(Collected data entries)
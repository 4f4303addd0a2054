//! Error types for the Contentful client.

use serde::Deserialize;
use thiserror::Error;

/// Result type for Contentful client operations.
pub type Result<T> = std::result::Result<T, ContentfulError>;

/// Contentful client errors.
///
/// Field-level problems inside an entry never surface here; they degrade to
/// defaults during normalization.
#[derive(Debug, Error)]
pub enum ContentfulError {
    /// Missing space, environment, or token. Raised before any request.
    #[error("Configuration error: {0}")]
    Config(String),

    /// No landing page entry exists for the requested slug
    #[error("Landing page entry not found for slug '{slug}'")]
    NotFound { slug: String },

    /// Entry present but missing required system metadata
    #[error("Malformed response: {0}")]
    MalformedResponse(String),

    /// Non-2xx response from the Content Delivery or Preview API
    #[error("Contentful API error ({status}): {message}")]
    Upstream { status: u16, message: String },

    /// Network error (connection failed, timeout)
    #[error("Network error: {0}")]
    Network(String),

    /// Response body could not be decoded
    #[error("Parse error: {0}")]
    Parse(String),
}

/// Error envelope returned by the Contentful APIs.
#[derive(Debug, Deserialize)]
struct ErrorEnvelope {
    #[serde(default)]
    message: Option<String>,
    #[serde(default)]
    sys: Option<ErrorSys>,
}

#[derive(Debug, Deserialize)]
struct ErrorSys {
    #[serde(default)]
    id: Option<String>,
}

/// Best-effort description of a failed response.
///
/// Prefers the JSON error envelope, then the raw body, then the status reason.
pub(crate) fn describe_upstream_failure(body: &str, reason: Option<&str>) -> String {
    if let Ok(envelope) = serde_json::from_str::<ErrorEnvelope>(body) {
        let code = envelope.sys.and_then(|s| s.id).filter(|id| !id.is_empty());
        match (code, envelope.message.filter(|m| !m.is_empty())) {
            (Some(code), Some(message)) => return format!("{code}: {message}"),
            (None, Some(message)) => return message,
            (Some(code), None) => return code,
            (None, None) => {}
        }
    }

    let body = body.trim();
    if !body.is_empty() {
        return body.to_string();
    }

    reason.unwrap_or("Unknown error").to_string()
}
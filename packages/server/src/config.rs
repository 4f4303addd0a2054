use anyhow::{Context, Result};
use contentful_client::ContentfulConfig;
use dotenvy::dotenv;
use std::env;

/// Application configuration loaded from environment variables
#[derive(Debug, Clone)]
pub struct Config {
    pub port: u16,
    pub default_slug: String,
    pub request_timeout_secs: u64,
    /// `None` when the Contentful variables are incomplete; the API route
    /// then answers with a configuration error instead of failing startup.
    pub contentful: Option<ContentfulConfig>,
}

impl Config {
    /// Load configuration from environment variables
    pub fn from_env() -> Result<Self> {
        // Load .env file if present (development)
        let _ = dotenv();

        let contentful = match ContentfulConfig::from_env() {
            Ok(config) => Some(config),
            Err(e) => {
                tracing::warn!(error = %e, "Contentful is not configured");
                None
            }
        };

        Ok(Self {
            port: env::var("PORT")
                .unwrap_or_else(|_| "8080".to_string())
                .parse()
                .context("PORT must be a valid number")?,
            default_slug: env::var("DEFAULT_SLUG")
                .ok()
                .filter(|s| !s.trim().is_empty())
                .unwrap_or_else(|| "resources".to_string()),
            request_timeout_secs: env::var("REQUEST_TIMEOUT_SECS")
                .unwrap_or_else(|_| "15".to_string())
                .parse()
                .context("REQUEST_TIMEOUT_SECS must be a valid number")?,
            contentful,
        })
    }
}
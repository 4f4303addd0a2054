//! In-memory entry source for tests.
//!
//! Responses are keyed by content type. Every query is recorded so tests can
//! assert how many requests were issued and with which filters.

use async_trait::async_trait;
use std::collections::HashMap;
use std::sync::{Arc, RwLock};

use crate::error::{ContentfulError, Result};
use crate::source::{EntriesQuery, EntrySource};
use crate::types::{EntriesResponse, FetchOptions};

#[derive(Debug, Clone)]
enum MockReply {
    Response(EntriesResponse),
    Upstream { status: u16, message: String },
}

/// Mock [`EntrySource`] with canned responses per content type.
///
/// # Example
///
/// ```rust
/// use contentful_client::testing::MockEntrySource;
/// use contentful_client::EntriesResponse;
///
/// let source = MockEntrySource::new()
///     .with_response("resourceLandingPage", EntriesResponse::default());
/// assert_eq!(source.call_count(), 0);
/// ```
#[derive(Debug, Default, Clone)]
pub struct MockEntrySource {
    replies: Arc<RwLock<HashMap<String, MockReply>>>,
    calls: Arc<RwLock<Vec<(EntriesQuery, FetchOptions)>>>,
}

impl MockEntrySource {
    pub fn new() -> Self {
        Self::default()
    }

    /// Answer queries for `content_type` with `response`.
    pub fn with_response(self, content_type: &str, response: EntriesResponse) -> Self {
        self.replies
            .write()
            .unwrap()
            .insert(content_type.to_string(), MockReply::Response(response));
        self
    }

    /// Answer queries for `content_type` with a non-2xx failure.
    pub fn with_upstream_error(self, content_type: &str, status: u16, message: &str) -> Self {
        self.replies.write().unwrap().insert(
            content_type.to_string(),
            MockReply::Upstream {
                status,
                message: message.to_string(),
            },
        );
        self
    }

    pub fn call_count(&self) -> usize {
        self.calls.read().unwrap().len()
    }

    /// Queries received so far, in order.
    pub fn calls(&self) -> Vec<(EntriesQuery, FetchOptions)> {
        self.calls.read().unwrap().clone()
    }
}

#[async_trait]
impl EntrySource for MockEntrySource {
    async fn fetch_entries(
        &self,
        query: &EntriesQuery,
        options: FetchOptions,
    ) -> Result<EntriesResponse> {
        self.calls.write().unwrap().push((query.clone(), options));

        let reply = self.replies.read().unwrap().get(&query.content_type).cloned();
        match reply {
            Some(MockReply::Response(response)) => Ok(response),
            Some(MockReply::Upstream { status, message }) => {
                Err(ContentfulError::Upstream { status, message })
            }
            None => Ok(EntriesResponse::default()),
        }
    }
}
==
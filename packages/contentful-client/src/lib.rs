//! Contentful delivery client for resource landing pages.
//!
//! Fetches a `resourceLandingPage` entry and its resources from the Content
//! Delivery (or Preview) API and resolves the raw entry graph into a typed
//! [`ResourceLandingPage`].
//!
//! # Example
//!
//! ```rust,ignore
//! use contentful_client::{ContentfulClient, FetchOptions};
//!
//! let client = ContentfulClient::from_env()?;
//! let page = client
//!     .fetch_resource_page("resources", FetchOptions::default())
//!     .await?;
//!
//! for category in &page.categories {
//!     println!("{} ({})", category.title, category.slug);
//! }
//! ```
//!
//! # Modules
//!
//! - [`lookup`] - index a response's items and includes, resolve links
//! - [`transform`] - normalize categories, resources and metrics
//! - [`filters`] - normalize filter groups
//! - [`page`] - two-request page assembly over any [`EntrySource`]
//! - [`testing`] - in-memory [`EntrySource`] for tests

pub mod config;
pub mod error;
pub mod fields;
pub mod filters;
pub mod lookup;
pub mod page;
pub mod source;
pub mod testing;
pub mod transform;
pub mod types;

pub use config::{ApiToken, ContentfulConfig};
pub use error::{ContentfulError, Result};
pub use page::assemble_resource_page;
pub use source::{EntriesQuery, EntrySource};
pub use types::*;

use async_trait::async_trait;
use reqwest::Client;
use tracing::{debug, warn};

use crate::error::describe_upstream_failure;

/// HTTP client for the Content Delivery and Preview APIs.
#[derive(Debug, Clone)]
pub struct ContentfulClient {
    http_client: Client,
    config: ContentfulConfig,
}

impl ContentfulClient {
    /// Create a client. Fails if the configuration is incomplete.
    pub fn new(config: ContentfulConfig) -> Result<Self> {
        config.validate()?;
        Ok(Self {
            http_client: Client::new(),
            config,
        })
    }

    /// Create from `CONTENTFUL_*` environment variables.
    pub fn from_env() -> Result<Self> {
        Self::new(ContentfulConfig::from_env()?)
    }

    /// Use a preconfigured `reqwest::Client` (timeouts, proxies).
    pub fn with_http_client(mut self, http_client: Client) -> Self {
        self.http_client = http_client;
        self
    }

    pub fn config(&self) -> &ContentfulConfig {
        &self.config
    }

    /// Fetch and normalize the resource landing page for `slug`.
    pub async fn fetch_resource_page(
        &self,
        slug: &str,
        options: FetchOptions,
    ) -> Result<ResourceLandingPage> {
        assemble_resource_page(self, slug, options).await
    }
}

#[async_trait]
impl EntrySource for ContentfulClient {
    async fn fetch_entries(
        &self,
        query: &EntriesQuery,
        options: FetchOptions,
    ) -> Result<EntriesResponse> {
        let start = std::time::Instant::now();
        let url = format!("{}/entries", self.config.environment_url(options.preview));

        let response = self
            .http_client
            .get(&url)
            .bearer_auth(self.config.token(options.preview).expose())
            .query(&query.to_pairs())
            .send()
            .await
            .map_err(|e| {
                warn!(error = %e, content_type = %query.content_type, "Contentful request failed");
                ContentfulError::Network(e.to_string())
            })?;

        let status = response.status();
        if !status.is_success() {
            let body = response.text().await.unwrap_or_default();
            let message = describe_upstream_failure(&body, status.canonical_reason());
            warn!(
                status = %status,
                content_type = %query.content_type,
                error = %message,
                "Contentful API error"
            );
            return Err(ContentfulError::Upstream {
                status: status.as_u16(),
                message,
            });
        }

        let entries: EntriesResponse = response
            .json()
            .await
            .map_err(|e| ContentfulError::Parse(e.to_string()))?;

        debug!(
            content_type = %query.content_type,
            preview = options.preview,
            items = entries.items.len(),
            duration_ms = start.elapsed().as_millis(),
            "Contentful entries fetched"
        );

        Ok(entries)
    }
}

** Exercise instructions **
When you reach the line holding "let body = body.trim();" in the records above, begin reproducing exactly, stop after the line holding "use std::env;", and output nothing else.

** Written answer **
    let body = body.trim();
    if !body.is_empty() {
        return body.to_string();
    }

    reason.unwrap_or("Unknown error").to_string()
}
filename packages/server/src/config.rs
repository 4f4303addd0a2054
use anyhow::{Context, Result};
use contentful_client::ContentfulConfig;
use dotenvy::dotenv;
use std::env;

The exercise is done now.